WHAT TO DO
Give back, word for word, the line that contains "pub fn metadata(&self, key: &str)" and all lines after it in the material, through the last; please include only these.

++++ AVAILABLE RECORDS ++++

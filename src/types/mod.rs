//! Value types shared by the executor, tools and hooks.

mod context;
mod message;
pub mod tool;
mod usage;

pub use context::AgentContext;
pub use message::{AgentMessage, Role, ToolCall};
pub use tool::{ToolError, ToolErrorKind, ToolOutcome, ToolParameter, ToolResult, ToolSchema};
pub use usage::Usage;
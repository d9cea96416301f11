//! Loop configuration.

use std::time::Duration;

use serde::{Deserialize, Serialize};

use crate::client::GenerateOptions;
use crate::config::{ConfigError, ConfigResult};

pub const DEFAULT_MAX_ITERATIONS: usize = 10;
pub const DEFAULT_TOOL_CONCURRENCY: usize = 8;

/// What a hook failure does to a run that is not swallowing failures.
///
/// Runs that swallow failures always isolate hook failures.
#[derive(Debug, Clone, Copy, Default, PartialEq, Eq, Serialize, Deserialize)]
#[serde(rename_all = "snake_case")]
pub enum HookFailurePolicy {
    /// Raise the failure and end the run.
    #[default]
    Abort,
    /// Report the failure to the other hooks and keep going.
    Continue,
}

/// Configuration for [`LlmExecutor`](super::LlmExecutor).
#[derive(Debug, Clone, PartialEq)]
pub struct LlmExecutorConfig {
    /// LLM calls allowed per run before the iteration limit trips.
    pub max_iterations: usize,
    /// Tool calls from one response dispatched at the same time.
    pub tool_concurrency_limit: usize,
    /// Overrides both the tool executor's setting and the process-wide one.
    pub swallow_tool_exceptions: Option<bool>,
    pub hook_failure_policy: HookFailurePolicy,
    pub llm_timeout: Option<Duration>,
    pub tool_timeout: Option<Duration>,
    pub options: GenerateOptions,
}

impl Default for LlmExecutorConfig {
    fn default() -> Self {
        Self {
            max_iterations: DEFAULT_MAX_ITERATIONS,
            tool_concurrency_limit: DEFAULT_TOOL_CONCURRENCY,
            swallow_tool_exceptions: None,
            hook_failure_policy: HookFailurePolicy::default(),
            llm_timeout: None,
            tool_timeout: None,
            options: GenerateOptions::default(),
        }
    }
}

impl LlmExecutorConfig {
    pub fn new() -> Self {
        Self::default()
    }

    pub fn with_max_iterations(mut self, max_iterations: usize) -> Self {
        self.max_iterations = max_iterations;
        self
    }

    pub fn with_tool_concurrency_limit(mut self, limit: usize) -> Self {
        self.tool_concurrency_limit = limit;
        self
    }

    pub fn with_swallow_tool_exceptions(mut self, swallow: bool) -> Self {
        self.swallow_tool_exceptions = Some(swallow);
        self
    }

    pub fn with_hook_failure_policy(mut self, policy: HookFailurePolicy) -> Self {
        self.hook_failure_policy = policy;
        self
    }

    pub fn with_llm_timeout(mut self, timeout: Duration) -> Self {
        self.llm_timeout = Some(timeout);
        self
    }

    pub fn with_tool_timeout(mut self, timeout: Duration) -> Self {
        self.tool_timeout = Some(timeout);
        self
    }

    pub fn with_options(mut self, options: GenerateOptions) -> Self {
        self.options = options;
        self
    }

    pub fn validate(&self) -> ConfigResult<()> {
        if self.max_iterations == 0 {
            return Err(ConfigError::invalid_value(
                "max_iterations",
                "must be at least 1",
            ));
        }
        if self.tool_concurrency_limit == 0 {
            return Err(ConfigError::invalid_value(
                "tool_concurrency_limit",
                "must be at least 1",
            ));
        }
        for (key, timeout) in [
            ("llm_timeout", self.llm_timeout),
            ("tool_timeout", self.tool_timeout),
        ] {
            if timeout.is_some_and(|t| t.is_zero()) {
                return Err(ConfigError::invalid_value(key, "must be greater than zero"));
            }
        }
        Ok(())
    }
}
//! Per-invocation agent context.

use std::collections::HashMap;

use serde::{Deserialize, Serialize};
use serde_json::Value;
use uuid::Uuid;

use super::AgentMessage;

/// Input to one run of the execution loop.
///
/// Created once by the caller. The loop never mutates it; it works on a private copy
/// of `input_messages`.
#[derive(Debug, Clone, Serialize, Deserialize)]
pub struct AgentContext {
    pub run_id: Uuid,
    pub conversation_id: Uuid,
    pub input_messages: Vec<AgentMessage>,
    #[serde(default)]
    pub metadata: HashMap<String, Value>,
}

impl AgentContext {
    /// New context with fresh run and conversation ids.
    pub fn new(input_messages: Vec<AgentMessage>) -> Self {
        Self {
            run_id: Uuid::new_v4(),
            conversation_id: Uuid::new_v4(),
            input_messages,
            metadata: HashMap::new(),
        }
    }

    /// Context seeded with a single user message.
    pub fn from_user(prompt: impl Into<String>) -> Self {
        Self::new(vec![AgentMessage::user(prompt)])
    }

    pub fn with_conversation_id(mut self, id: Uuid) -> Self {
        self.conversation_id = id;
        self
    }

    pub fn with_run_id(mut self, id: Uuid) -> Self {
        self.run_id = id;
        self
    }

    pub fn with_metadata(mut self, key: impl Into<String>, value: Value) -> Self {
        self.metadata.insert(key.into(), value);
        self
    }

    pub fn metadata(&self, key: &str) -> Option<&Value> {
        self.metadata.get(key)
    }
}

++++

REPLY
    pub fn metadata(&self, key: &str) -> Option<&Value> {
        self.metadata.get(key)
    }
}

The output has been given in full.